In many ways, these boards are America’s best-kept “secret” in the future of work. As research from Jobs for the Future shows, workforce boards are in a “prime position to drive impact at scale.” These organizations represent the niche needs of local communities, reaching historically disinvested communities through public-private partnerships.
As COVID-19 dramatically redefines employment and education opportunities, workforce boards have a unique opportunity to shape the lives of overlooked talent. Cedric Williams, an Engineering Tech at Proterra Inc. and a member of New Profit’s XPERTS worker advisory board, is one of the millions of Americans who has applied the resources and knowledge of workforce boards to his career path. He shares:
“The American public needs to know and understand that the workforce boards are a necessity to America’s economic growth. Workforce boards provide the resources for any individual to obtain a meaningful occupation. These organizations provide the tools and training to give you the opportunity to interview, obtain, advance and sustain in today’s workforce.”

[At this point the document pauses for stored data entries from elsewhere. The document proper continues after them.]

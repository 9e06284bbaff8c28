//! Built-in middleware stages.
//!
//! - [`request_id`] assigns each request an ID and opens its tracing span.
//! - [`done_writer`] wraps the writer in a [`DoneWriter`](vista_core::DoneWriter)
//!   so inner stages can tell whether a response was already sent.

pub mod done_writer;
pub mod request_id;

pub use done_writer::WrapWriterMiddleware;
pub use request_id::{RequestIdMiddleware, REQUEST_ID_HEADER};
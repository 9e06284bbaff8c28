//! Request-scoped identifiers.

use serde::{Deserialize, Serialize};
use std::net::SocketAddr;
use uuid::Uuid;

/// A unique identifier for each request, using UUID v7.
///
/// # Example
///
/// ```
/// use vista_core::RequestId;
///
/// let id = RequestId::new();
/// assert_eq!(id.to_string().len(), 36);
/// ```
#[derive(Debug, Clone, Copy, PartialEq, Eq, Hash, Serialize, Deserialize)]
#[serde(transparent)]
pub struct RequestId(Uuid);

impl RequestId {
    /// Creates a new time-ordered request ID.
    #[must_use]
    pub fn new() -> Self {
        Self(Uuid::now_v7())
    }

    /// Parses a request ID received from a client or upstream service.
    ///
    /// Returns `None` if `value` is not a UUID.
    #[must_use]
    pub fn parse(value: &str) -> Option<Self> {
        Uuid::parse_str(value).ok().map(Self)
    }

    /// Returns the underlying UUID.
    #[must_use]
    pub const fn as_uuid(&self) -> &Uuid {
        &self.0
    }
}

impl Default for RequestId {
    fn default() -> Self {
        Self::new()
    }
}

impl std::fmt::Display for RequestId {
    fn fmt(&self, f: &mut std::fmt::Formatter<'_>) -> std::fmt::Result {
        write!(f, "{}", self.0)
    }
}

impl From<Uuid> for RequestId {
    fn from(uuid: Uuid) -> Self {
        Self(uuid)
    }
}

/// Peer address of the connection a request arrived on.
///
/// Transports store this in the request's extensions:
///
/// ```
/// use vista_core::RemoteAddr;
///
/// let mut request = http::Request::new(());
/// request
///     .extensions_mut()
///     .insert(RemoteAddr("127.0.0.1:4000".parse().unwrap()));
///
/// let addr = request.extensions().get::<RemoteAddr>().unwrap();
/// assert_eq!(addr.to_string(), "127.0.0.1:4000");
/// ```
#[derive(Debug, Clone, Copy, PartialEq, Eq, Hash)]
pub struct RemoteAddr(pub SocketAddr);

impl std::fmt::Display for RemoteAddr {
    fn fmt(&self, f: &mut std::fmt::Formatter<'_>) -> std::fmt::Result {
        self.0.fmt(f)
    }
}

#[cfg(test)]
mod tests {
    use super::*;

    #[test]
    fn test_request_ids_are_unique() {
        assert_ne!(RequestId::new(), RequestId::new());
    }

    #[test]
    fn test_parse_round_trips_display() {
        let id = RequestId::new();
        assert_eq!(RequestId::parse(&id.to_string()), Some(id));
    }

    #[test]
    fn test_parse_rejects_garbage() {
        assert_eq!(RequestId::parse("not-a-uuid"), None);
    }
}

Workforce boards were originally born out of the Workforce Investment Act of 1998. Since then, many of these organizations have struggled to modernize — facing challenges from outdated technologies and a lack of resources to the growing digital skills gap. As Ryan Craig, author of College Disrupted: The Great Unbundling of Higher Education, cautions:
“Workforce investment boards must be measured and funded not based on legacy WIOA (Workforce Innovation and Opportunity Act) allocations, but rather on whether they’re succeeding at putting Americans into good jobs (defined as $50k+ annually, full-time employee, with multiple career paths). The workforce boards that can’t do this should be torn down and replaced with something new.”
As we work towards economic recovery, modernizing these boards will be a critical component of post-COVID planning. Ashley Putnam, director of the Economic Mobility Project at the Federal Reserve Bank of Philadelphia, understands that the role and responsibilities of workforce boards need to shift to reflect mounting social and economic pressures. She summarizes:
“In 2019, Philadelphia Federal Reserve research on automation indicated that people of color, non-degree holders, and younger workers would be most impacted by automation. The COVID-19 pandemic has accelerated these trends, while exacerbating existing economic and racial inequality. As work is changing rapidly, workforce boards have a unique role to play as intermediaries working to convene industry leaders around the shifts necessary for equitable economic recovery. We know that recessions historically have widened disparities. An intentional focus on racial equity and job quality are necessary to move our economy forward.”
As part of the ongoing Future of Work Grand Challenge, the winning ideas will equip five innovation-oriented workforce boards to use MIT Solve’s solutions and XPRIZE’s training technologies to reach the anticipated wave of one million displaced workers they’ll be serving — ultimately, creating workforce playbooks to be used with the 538 workforce boards nationwide.
This kind of collaboration will be necessary as workforce boards reimagine their futures. Tracey Carey, director at Midwest Urban Strategies — an organization that represents a coordinated effort on behalf of 13 Department of Labor urban workforce development boards, explains:
“There is an opportunity during this economic crisis to diversify partnerships, resources, and strategic solutions to move beyond the box. Boards are beginning to consider new and innovative ways to partner with employers to address their needs for onboarding and upskilling talent. They are also looking at strategic resources that can be braided together with traditional funds to weave together a comprehensive set of services that supports a job seeker in all facets as they prepare to embark on a career change or advancement strategy.”
As innovators collaborate to identify solutions that will support workers who are experiencing low wages, career displacement, and job loss, workforce boards represent a meaningful opportunity for collaboration and capacity-building. Organizations like Jobs for the Future are working directly with workforce boards to help them adapt to the rapidly shifting economy — from transforming operations virtually to expanding centers’ capacities.
COVID has destroyed the status quo for many sectors. While the future of work conversation has not typically centered on workforce boards, it’s time for leaders to better recognize the value in these organizations. No longer do workforce boards need to remain a “secret” to a few — we should be equipping them with the necessary resources, tools, and funding to reach displaced workers.